Oui, chaque forme d’expression ouvre des perspectives différentes et permet de toucher des sensibilités variées. Cela enrichit ma manière de composer et d’appréhender l’art. Peindre, écrire ou même observer d’autres formes artistique me permet de voir la musique sous un autre angle. C’est un processus global, où toutes ces disciplines se nourrissent mutuellement.

 

Vous repartez en tournée avec un nouveau groupe. Qu’attendez-vous de cette expérience ?
Le live est essentiel pour moi. Il permet un échange direct avec le public et les musiciens. Nous allons explorer une nouvelle dynamique en trio, avec Laure Sanchez à la basse et Colin Russeil à la batterie. C’est excitant de créer un son collectif et de redécouvrir les morceaux sous un nouveau jour. Le live permet d’expérimenter, d’improviser et d’élargir la portée des morceaux.

Je vous avais vu la première fois, au Festival des Trois Éléphants (2014), il y a quelques années déjà, et dernièrement, sur la scène Art Rock (2024). Est-ce votre expérience de la scène, de vos débuts et maintenant, a changé votre perception de ce que devait être un concert ?
Oui forcément. J’ai été dernièrement très influencé par la musique Gnawa, qui valorise la simplicité et la profondeur. Aujourd’hui, je cherche à créer un espace musical sincère sans surcharger pour autant d’intentions. Parfois, il suffit d’être là, de jouer et de laisser la musique parler d’elle-même.
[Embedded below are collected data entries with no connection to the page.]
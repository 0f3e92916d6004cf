//! Business logic behind the handlers.

pub mod auth;
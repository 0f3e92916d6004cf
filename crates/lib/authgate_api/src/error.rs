//! Application error types.

use axum::{
    Json,
    http::StatusCode,
    response::{IntoResponse, Response},
};
use thiserror::Error;

use crate::models::ErrorResponse;

/// Message returned for any rejected credential pair.
pub const INVALID_CREDENTIALS_MESSAGE: &str = "username or password is invalid";

/// Message returned for every internal failure; details only go to the logs.
pub const GENERIC_ERROR_MESSAGE: &str = "something went wrong, please try again later";

/// Convenience alias for handler return types.
pub type AppResult<T> = Result<T, AppError>;

/// Application-level errors with HTTP status mapping.
#[derive(Debug, Error)]
pub enum AppError {
    #[error("Invalid credentials")]
    InvalidCredentials,

    #[error("Internal server error: {0}")]
    Internal(String),
}

impl IntoResponse for AppError {
    fn into_response(self) -> Response {
        let (status, error, message) = match &self {
            AppError::InvalidCredentials => (
                StatusCode::UNAUTHORIZED,
                "invalid_credentials",
                INVALID_CREDENTIALS_MESSAGE,
            ),
            AppError::Internal(_) => (
                StatusCode::INTERNAL_SERVER_ERROR,
                "internal_error",
                GENERIC_ERROR_MESSAGE,
            ),
        };
        let body = Json(ErrorResponse {
            error: error.to_string(),
            message: message.to_string(),
        });
        (status, body).into_response()
    }
}

impl From<authgate_core::auth::AuthError> for AppError {
    fn from(e: authgate_core::auth::AuthError) -> Self {
        match e {
            authgate_core::auth::AuthError::InvalidCredentials => AppError::InvalidCredentials,
            authgate_core::auth::AuthError::TokenError(msg) => AppError::Internal(msg),
            authgate_core::auth::AuthError::Misconfigured(msg) => AppError::Internal(msg),
            authgate_core::auth::AuthError::Internal(msg) => AppError::Internal(msg),
        }
    }
}

#[cfg(test)]
mod tests {
    use super::*;

    async fn body_json(resp: Response) -> serde_json::Value {
        let bytes = axum::body::to_bytes(resp.into_body(), usize::MAX)
            .await
            .unwrap();
        serde_json::from_slice(&bytes).unwrap()
    }

    #[tokio::test]
    async fn internal_error_hides_detail() {
        let resp = AppError::Internal("users API returned 500: db down".into()).into_response();
        assert_eq!(resp.status(), StatusCode::INTERNAL_SERVER_ERROR);
        let json = body_json(resp).await;
        assert_eq!(json["message"], GENERIC_ERROR_MESSAGE);
        assert!(!json.to_string().contains("db down"));
    }

    #[tokio::test]
    async fn invalid_credentials_is_unauthorized() {
        let resp = AppError::InvalidCredentials.into_response();
        assert_eq!(resp.status(), StatusCode::UNAUTHORIZED);
        let json = body_json(resp).await;
        assert_eq!(json["error"], "invalid_credentials");
        assert_eq!(json["message"], INVALID_CREDENTIALS_MESSAGE);
    }
}
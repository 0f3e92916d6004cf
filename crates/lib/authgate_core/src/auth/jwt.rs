//! JWT token generation and verification.

use std::fmt;

use chrono::{DateTime, Duration, Utc};
use jsonwebtoken::{Algorithm, DecodingKey, EncodingKey, Header, Validation, decode, encode};

use super::AuthError;
use crate::models::auth::{ServiceClaims, TokenClaims, UserRecord};

/// Session token lifetime: 72 hours.
pub const TOKEN_VALIDITY_SECS: i64 = 72 * 60 * 60;

/// Service token lifetime for users API lookups: 1 minute.
const SERVICE_TOKEN_VALIDITY_SECS: i64 = 60;

/// Symmetric HMAC key used to sign every issued token.
#[derive(Clone)]
pub struct SigningSecret(Vec<u8>);

impl SigningSecret {
    /// Wrap a secret. Rejects an empty key.
    pub fn new(secret: impl Into<Vec<u8>>) -> Result<Self, AuthError> {
        let secret = secret.into();
        if secret.is_empty() {
            return Err(AuthError::Internal("signing secret is empty".into()));
        }
        Ok(Self(secret))
    }

    pub fn as_bytes(&self) -> &[u8] {
        &self.0
    }
}

impl fmt::Debug for SigningSecret {
    fn fmt(&self, f: &mut fmt::Formatter<'_>) -> fmt::Result {
        f.write_str("SigningSecret(**redacted**)")
    }
}

/// Signs session tokens (HS256, 72 h expiry) and verifies them.
#[derive(Clone)]
pub struct TokenIssuer {
    encoding: EncodingKey,
    decoding: DecodingKey,
    validity: Duration,
}

impl TokenIssuer {
    pub fn new(secret: &SigningSecret) -> Self {
        Self {
            encoding: EncodingKey::from_secret(secret.as_bytes()),
            decoding: DecodingKey::from_secret(secret.as_bytes()),
            validity: Duration::seconds(TOKEN_VALIDITY_SECS),
        }
    }

    /// Token lifetime in seconds.
    pub fn expires_in(&self) -> i64 {
        self.validity.num_seconds()
    }

    /// Issue a signed token for `user`, expiring 72 h from now.
    pub fn issue(&self, user: &UserRecord) -> Result<String, AuthError> {
        self.issue_at(user, Utc::now())
    }

    /// Issue a signed token for `user` as if issued at `issued_at`.
    pub fn issue_at(&self, user: &UserRecord, issued_at: DateTime<Utc>) -> Result<String, AuthError> {
        let claims = TokenClaims::for_user(user, (issued_at + self.validity).timestamp());
        encode(&Header::new(Algorithm::HS256), &claims, &self.encoding)
            .map_err(|e| AuthError::Internal(format!("jwt encode: {e}")))
    }

    /// Verify a session token, returning its claims.
    pub fn verify(&self, token: &str) -> Result<TokenClaims, AuthError> {
        let mut validation = Validation::new(Algorithm::HS256);
        validation.validate_exp = true;
        decode::<TokenClaims>(token, &self.decoding, &validation)
            .map(|data| data.claims)
            .map_err(|e| AuthError::TokenError(e.to_string()))
    }
}

impl fmt::Debug for TokenIssuer {
    fn fmt(&self, f: &mut fmt::Formatter<'_>) -> fmt::Result {
        f.debug_struct("TokenIssuer")
            .field("validity_secs", &self.validity.num_seconds())
            .finish_non_exhaustive()
    }
}

/// Generate the read-scoped bearer token presented to the users API.
pub fn generate_service_token(username: &str, secret: &SigningSecret) -> Result<String, AuthError> {
    let claims = ServiceClaims {
        username: username.to_string(),
        scope: "read".to_string(),
        exp: (Utc::now() + Duration::seconds(SERVICE_TOKEN_VALIDITY_SECS)).timestamp(),
    };
    encode(
        &Header::new(Algorithm::HS256),
        &claims,
        &EncodingKey::from_secret(secret.as_bytes()),
    )
    .map_err(|e| AuthError::Internal(format!("service token encode: {e}")))
}

#[cfg(test)]
mod tests {
    use super::*;

    fn secret(s: &str) -> SigningSecret {
        SigningSecret::new(s).unwrap()
    }

    fn admin() -> UserRecord {
        UserRecord {
            username: "admin".into(),
            firstname: "Ada".into(),
            lastname: "Min".into(),
            role: "superuser".into(),
        }
    }

    #[test]
    fn empty_secret_is_rejected() {
        assert!(matches!(SigningSecret::new(""), Err(AuthError::Internal(_))));
    }

    #[test]
    fn secret_debug_is_redacted() {
        assert_eq!(format!("{:?}", secret("topsecret")), "SigningSecret(**redacted**)");
    }

    #[test]
    fn issued_claims_match_user() {
        let issuer = TokenIssuer::new(&secret("test-secret"));
        let before = Utc::now().timestamp();
        let token = issuer.issue(&admin()).unwrap();
        let after = Utc::now().timestamp();

        let claims = issuer.verify(&token).unwrap();
        assert_eq!(claims.username, "admin");
        assert_eq!(claims.firstname, "Ada");
        assert_eq!(claims.lastname, "Min");
        assert_eq!(claims.role, "superuser");
        assert!(claims.exp >= before + TOKEN_VALIDITY_SECS);
        assert!(claims.exp <= after + TOKEN_VALIDITY_SECS);
        assert!(claims.exp > after);
    }

    #[test]
    fn tokens_issued_at_different_times_differ() {
        let issuer = TokenIssuer::new(&secret("test-secret"));
        let now = Utc::now();
        let first = issuer.issue_at(&admin(), now).unwrap();
        let second = issuer.issue_at(&admin(), now + Duration::seconds(5)).unwrap();
        assert_ne!(first, second);

        let a = issuer.verify(&first).unwrap();
        let b = issuer.verify(&second).unwrap();
        assert_eq!(b.exp - a.exp, 5);
    }

    #[test]
    fn foreign_secret_fails_verification() {
        let ours = TokenIssuer::new(&secret("our-secret"));
        let theirs = TokenIssuer::new(&secret("their-secret"));
        let token = theirs.issue(&admin()).unwrap();
        assert!(matches!(ours.verify(&token), Err(AuthError::TokenError(_))));
    }

    #[test]
    fn expired_token_fails_verification() {
        let issuer = TokenIssuer::new(&secret("test-secret"));
        let long_ago = Utc::now() - Duration::days(10);
        let token = issuer.issue_at(&admin(), long_ago).unwrap();
        assert!(issuer.verify(&token).is_err());
    }

    #[test]
    fn service_token_carries_read_scope() {
        let s = secret("test-secret");
        let token = generate_service_token("johnd", &s).unwrap();
        let data = decode::<ServiceClaims>(
            &token,
            &DecodingKey::from_secret(s.as_bytes()),
            &Validation::new(Algorithm::HS256),
        )
        .unwrap();
        assert_eq!(data.claims.username, "johnd");
        assert_eq!(data.claims.scope, "read");
    }
}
Quel regard portez-vous sur l’industrie musicale actuelle ?
Il y a des inquiétudes, notamment sur l’impact des réseaux sociaux et la politique culturelle. Il faut trouver des moyens de préserver les échanges humains et la spontanéité dans la création. Je pense que l’avenir de la musique passe par des formes plus locales et sincères de diffusion.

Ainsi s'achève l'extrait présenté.